*What the task asks*: Copy every line of the entries that has the string "message" in it.

*Exercise inputs*:
□ □ □ □ □ □ □
//! Synchronous scrape entry point.
//!
//! The request is still queued (admission control applies to everything);
//! the caller waits on an in-process oneshot that the worker resolves.

use anyhow::Result;
use std::sync::Arc;
use std::time::Duration;
use tokio::sync::oneshot;
use tracing::debug;

use crate::error::kind;
use crate::queue::{EngineRequest, RequestUserData};
use crate::types::{JobKind, ScrapeOptions};

use super::AppContext;
use super::api::ScrapeOutcome;

/// Extra wall-clock allowance on top of the per-attempt timeouts (queue
/// wait, backoff between attempts, extraction).
const WAIT_MARGIN: Duration = Duration::from_secs(30);

pub struct ScrapeService {
    ctx: Arc<AppContext>,
}

impl ScrapeService {
    #[must_use]
    pub fn new(ctx: Arc<AppContext>) -> Self {
        Self { ctx }
    }

    /// Validate, enqueue, and wait for the inline result.
    pub async fn scrape(&self, options: ScrapeOptions) -> Result<ScrapeOutcome> {
        if let Err(message) = options.validate() {
            return Ok(ScrapeOutcome::failed(
                String::new(),
                kind::VALIDATION_ERROR,
                message,
                None,
            ));
        }

        let payload = serde_json::to_string(&options)?;
        let job = self
            .ctx
            .broker
            .create_job(JobKind::Scrape, options.engine, &options.url, payload, None, None)
            .await?;

        let (tx, rx) = oneshot::channel();
        self.ctx.scrape_waiters.insert(job.job_id.clone(), tx);

        let request = EngineRequest::new(
            options.url.clone(),
            RequestUserData {
                job_id: job.job_id.clone(),
                job_uuid: job.uuid.clone(),
                queue_name: job.job_queue_name.clone(),
                kind: JobKind::Scrape,
                depth: 0,
                options: options.clone(),
                crawl_options: None,
                search: None,
            },
        );
        self.ctx.queues.enqueue(JobKind::Scrape, options.engine, &request).await?;

        let per_attempt = Duration::from_millis(options.effective_timeout_ms());
        let wait = per_attempt * options.max_attempts() + WAIT_MARGIN;
        debug!(job_id = %job.job_id, ?wait, "waiting for scrape result");

        match tokio::time::timeout(wait, rx).await {
            Ok(Ok(outcome)) => Ok(outcome),
            Ok(Err(_)) | Err(_) => {
                self.ctx.scrape_waiters.remove(&job.job_id);
                self.ctx
                    .broker
                    .finalize_job(&job.uuid, false, Some("worker did not respond in time"))
                    .await
                    .ok();
                Ok(ScrapeOutcome::failed(
                    job.job_id,
                    kind::INTERNAL_ERROR,
                    "worker did not respond in time".to_string(),
                    None,
                ))
            }
        }
    }
}

#[cfg(test)]
mod tests {
    use crate::types::{Engine, OutputFormat, ScrapeOptions};

    #[test]
    fn validation_rejects_bad_requests() {
        let mut opts = ScrapeOptions::new("not a url", Engine::Static);
        assert!(opts.validate().is_err());

        opts.url = "ftp://example.com".into();
        assert!(opts.validate().is_err());

        opts.url = "https://example.com".into();
        assert!(opts.validate().is_ok());

        opts.formats = vec![OutputFormat::Screenshot];
        assert!(opts.validate().is_err());

        opts.engine = Engine::Browser;
        assert!(opts.validate().is_ok());
    }
}
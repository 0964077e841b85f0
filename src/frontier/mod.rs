//! Crawl frontier: URL discovery, dedup, scope rules and the admission
//! limit gate.
//!
//! Dedup lives in a per-job Redis set so every worker sees the same
//! frontier. `limit` is enforced as the *final* gate through the atomic
//! enqueued counter: an admission that would exceed it is rolled back and
//! discovery stops.

pub mod scope;
pub mod sitemap;

use anyhow::{Context, Result};
use redis::AsyncCommands;
use redis::aio::ConnectionManager;
use tracing::debug;
use url::Url;

use crate::progress::ProgressTracker;
use crate::types::CrawlOptions;
use crate::utils::url::{is_fetchable_url, normalize_for_dedup, resolve_discovered};

pub use scope::ScopeFilter;

/// One admitted URL with its crawl depth.
#[derive(Debug, Clone, PartialEq, Eq)]
pub struct Admission {
    pub url: Url,
    pub depth: u32,
}

/// Why discovery stopped early, when it did.
#[derive(Debug, Clone, Copy, PartialEq, Eq)]
pub enum DiscoveryStop {
    LimitReached,
}

/// Outcome of one discovery pass.
#[derive(Debug, Default)]
pub struct DiscoveryOutcome {
    pub admitted: Vec<Admission>,
    pub stopped: Option<DiscoveryStop>,
}

#[derive(Clone)]
pub struct Frontier {
    redis: ConnectionManager,
    progress: ProgressTracker,
}

impl Frontier {
    #[must_use]
    pub fn new(redis: ConnectionManager, progress: ProgressTracker) -> Self {
        Self { redis, progress }
    }

    fn seen_key(job_id: &str) -> String {
        format!("crawl:{job_id}:seen")
    }

    /// Admit the seed URL (depth 0). Returns false when the seed was
    /// already admitted (job resubmission).
    pub async fn admit_seed(&self, job_id: &str, seed: &Url) -> Result<bool> {
        self.progress.start(job_id).await?;
        if !self.mark_seen(job_id, seed).await? {
            return Ok(false);
        }
        self.progress.incr_enqueued(job_id, 1).await?;

        // Bound the Redis footprint even for crawls that never finalize.
        let ttl = crate::types::JobKind::Crawl.expiry().num_seconds() * 2;
        self.progress.expire(job_id, ttl).await.ok();
        self.expire(job_id, ttl).await.ok();
        Ok(true)
    }

    /// Admit sitemap URLs (depth 1) through the same gate as discovery.
    pub async fn admit_urls(
        &self,
        job_id: &str,
        urls: &[Url],
        depth: u32,
        options: &CrawlOptions,
        filter: &ScopeFilter,
    ) -> Result<DiscoveryOutcome> {
        let mut outcome = DiscoveryOutcome::default();
        for url in urls {
            if depth > options.max_depth {
                break;
            }
            if !filter.admits(url) {
                continue;
            }
            match self.gate(job_id, url, options.limit).await? {
                Gate::Admitted => {
                    outcome.admitted.push(Admission { url: url.clone(), depth });
                }
                Gate::Duplicate => {}
                Gate::LimitReached => {
                    outcome.stopped = Some(DiscoveryStop::LimitReached);
                    break;
                }
            }
        }
        Ok(outcome)
    }

    /// Run discovery for one fetched page: normalize, scope, filter,
    /// dedup, depth-bound and limit-gate its outgoing links.
    pub async fn discover(
        &self,
        job_id: &str,
        page_url: &Url,
        page_depth: u32,
        links: &[String],
        options: &CrawlOptions,
        filter: &ScopeFilter,
    ) -> Result<DiscoveryOutcome> {
        let mut outcome = DiscoveryOutcome::default();

        // max_discovery_depth bounds how deep link extraction walks at all.
        if page_depth >= options.max_discovery_depth {
            return Ok(outcome);
        }

        let child_depth = page_depth + 1;
        if child_depth > options.max_depth {
            return Ok(outcome);
        }

        for raw in links {
            let Some(resolved) =
                resolve_discovered(page_url, raw, options.ignore_query_parameters)
            else {
                continue;
            };
            if !is_fetchable_url(resolved.as_str()) {
                continue;
            }
            if !filter.admits(&resolved) {
                continue;
            }

            match self.gate(job_id, &resolved, options.limit).await? {
                Gate::Admitted => {
                    outcome.admitted.push(Admission { url: resolved, depth: child_depth });
                }
                Gate::Duplicate => {}
                Gate::LimitReached => {
                    debug!(job_id, "admission limit reached, aborting discovery");
                    outcome.stopped = Some(DiscoveryStop::LimitReached);
                    break;
                }
            }
        }

        Ok(outcome)
    }

    /// Dedup + limit gate. The enqueued counter is bumped optimistically
    /// and rolled back when it would exceed the limit, so
    /// `enqueued <= limit` holds at all times.
    async fn gate(&self, job_id: &str, url: &Url, limit: u64) -> Result<Gate> {
        if !self.mark_seen(job_id, url).await? {
            return Ok(Gate::Duplicate);
        }

        let enqueued = self.progress.incr_enqueued(job_id, 1).await?;
        if enqueued > limit {
            // Undo the optimistic bump so enqueued never exceeds the limit.
            self.rollback_enqueued(job_id).await?;
            return Ok(Gate::LimitReached);
        }

        Ok(Gate::Admitted)
    }

    async fn rollback_enqueued(&self, job_id: &str) -> Result<()> {
        let mut conn = self.redis.clone();
        let _: i64 = conn
            .hincr(format!("crawl:{job_id}"), "enqueued", -1)
            .await
            .context("rolling back enqueued counter")?;
        Ok(())
    }

    async fn mark_seen(&self, job_id: &str, url: &Url) -> Result<bool> {
        let mut conn = self.redis.clone();
        let added: i64 = conn
            .sadd(Self::seen_key(job_id), normalize_for_dedup(url))
            .await
            .context("marking URL seen")?;
        Ok(added == 1)
    }

    /// Expire frontier bookkeeping with the job TTL.
    pub async fn expire(&self, job_id: &str, ttl_secs: i64) -> Result<()> {
        let mut conn = self.redis.clone();
        let _: bool = conn
            .expire(Self::seen_key(job_id), ttl_secs)
            .await
            .context("setting frontier TTL")?;
        Ok(())
    }
}

enum Gate {
    Admitted,
    Duplicate,
    LimitReached,
}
□ □ □ □ □ □ □
*Solution*:
        if let Err(message) = options.validate() {
                message,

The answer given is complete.